Activity - Retrieve all lines below that have the string "impl".

====== Information given ======

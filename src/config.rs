use std::env;
use std::path::PathBuf;

const DEFAULT_HOST: &str = "0.0.0.0";
const DEFAULT_PORT: u16 = 8080;
const DEFAULT_STORAGE_DIR: &str = "./templates";
const DEFAULT_MAX_UPLOAD_BYTES: usize = 10 * 1024 * 1024;

#[derive(Debug, thiserror::Error)]
pub enum ConfigError {
    #[error("Invalid value for {key}: {value}")]
    InvalidValue { key: &'static str, value: String },
}

/// Server settings read from the environment (and `.env`).
#[derive(Debug, Clone)]
pub struct AppConfig {
    pub host: String,
    pub port: u16,
    pub storage_dir: PathBuf,
    pub max_upload_bytes: usize,
    pub cors_allowed_origins: Vec<String>,
}

impl Default for AppConfig {
    fn default() -> Self {
        Self {
            host: DEFAULT_HOST.to_string(),
            port: DEFAULT_PORT,
            storage_dir: PathBuf::from(DEFAULT_STORAGE_DIR),
            max_upload_bytes: DEFAULT_MAX_UPLOAD_BYTES,
            cors_allowed_origins: vec![
                "http://localhost:3000".to_string(),
                "http://localhost:5173".to_string(),
            ],
        }
    }
}

impl AppConfig {
    pub fn from_env() -> Result<Self, ConfigError> {
        dotenvy::dotenv().ok();
        Self::from_lookup(|key| env::var(key).ok())
    }

    /// Build the config from an arbitrary key lookup; unset keys keep defaults.
    pub fn from_lookup<F>(lookup: F) -> Result<Self, ConfigError>
    where
        F: Fn(&str) -> Option<String>,
    {
        let mut config = Self::default();

        if let Some(host) = lookup("HOST") {
            config.host = host;
        }
        if let Some(port) = lookup("PORT") {
            config.port = port.trim().parse().map_err(|_| ConfigError::InvalidValue {
                key: "PORT",
                value: port.clone(),
            })?;
        }
        if let Some(dir) = lookup("TEMPLATE_STORAGE_DIR") {
            config.storage_dir = PathBuf::from(dir);
        }
        if let Some(limit) = lookup("MAX_UPLOAD_BYTES") {
            config.max_upload_bytes =
                limit
                    .trim()
                    .parse()
                    .map_err(|_| ConfigError::InvalidValue {
                        key: "MAX_UPLOAD_BYTES",
                        value: limit.clone(),
                    })?;
        }
        if let Some(origins) = lookup("CORS_ALLOWED_ORIGINS") {
            config.cors_allowed_origins = origins
                .split(',')
                .map(|s| s.trim().to_string())
                .filter(|s| !s.is_empty())
                .collect();
        }

        Ok(config)
    }
}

======

Exercise answer -
impl Default for AppConfig {
impl AppConfig {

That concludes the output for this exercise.